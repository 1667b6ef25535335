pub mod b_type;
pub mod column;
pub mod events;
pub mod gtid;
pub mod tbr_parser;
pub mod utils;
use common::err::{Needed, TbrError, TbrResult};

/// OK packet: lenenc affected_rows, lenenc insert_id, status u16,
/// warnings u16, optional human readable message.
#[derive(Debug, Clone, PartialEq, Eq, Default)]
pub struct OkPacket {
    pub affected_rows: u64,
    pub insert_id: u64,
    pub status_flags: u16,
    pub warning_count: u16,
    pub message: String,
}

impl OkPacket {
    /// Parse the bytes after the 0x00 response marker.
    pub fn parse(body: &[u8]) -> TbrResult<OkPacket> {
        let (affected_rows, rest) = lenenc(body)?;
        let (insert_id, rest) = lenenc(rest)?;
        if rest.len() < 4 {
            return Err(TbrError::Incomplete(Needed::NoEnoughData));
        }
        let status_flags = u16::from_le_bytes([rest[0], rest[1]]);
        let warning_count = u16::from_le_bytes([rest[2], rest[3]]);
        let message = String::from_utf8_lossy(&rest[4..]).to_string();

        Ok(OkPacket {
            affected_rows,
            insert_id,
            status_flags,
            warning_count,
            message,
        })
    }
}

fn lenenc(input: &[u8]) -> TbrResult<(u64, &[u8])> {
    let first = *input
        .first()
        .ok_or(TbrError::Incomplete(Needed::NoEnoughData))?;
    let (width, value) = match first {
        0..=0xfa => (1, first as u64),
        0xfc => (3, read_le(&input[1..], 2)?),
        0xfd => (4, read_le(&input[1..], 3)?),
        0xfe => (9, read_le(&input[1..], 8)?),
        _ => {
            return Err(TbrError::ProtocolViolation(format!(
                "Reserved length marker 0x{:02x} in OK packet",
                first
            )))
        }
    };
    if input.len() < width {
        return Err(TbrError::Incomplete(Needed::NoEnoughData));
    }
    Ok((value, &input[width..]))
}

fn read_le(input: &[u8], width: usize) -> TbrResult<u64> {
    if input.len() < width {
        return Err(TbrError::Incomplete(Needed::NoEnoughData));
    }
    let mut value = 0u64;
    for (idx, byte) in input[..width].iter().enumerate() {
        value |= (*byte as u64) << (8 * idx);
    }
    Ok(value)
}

+ + + +

## Assigned task
Return exactly the lines from the beginning of the data above through the one containing "human readable message.", please. Include both end lines and add nothing else.

## Output for this task
repository 1667b6ef25535335
pub mod b_type;
pub mod column;
pub mod events;
pub mod gtid;
pub mod tbr_parser;
pub mod utils;
use common::err::{Needed, TbrError, TbrResult};

/// OK packet: lenenc affected_rows, lenenc insert_id, status u16,
/// warnings u16, optional human readable message.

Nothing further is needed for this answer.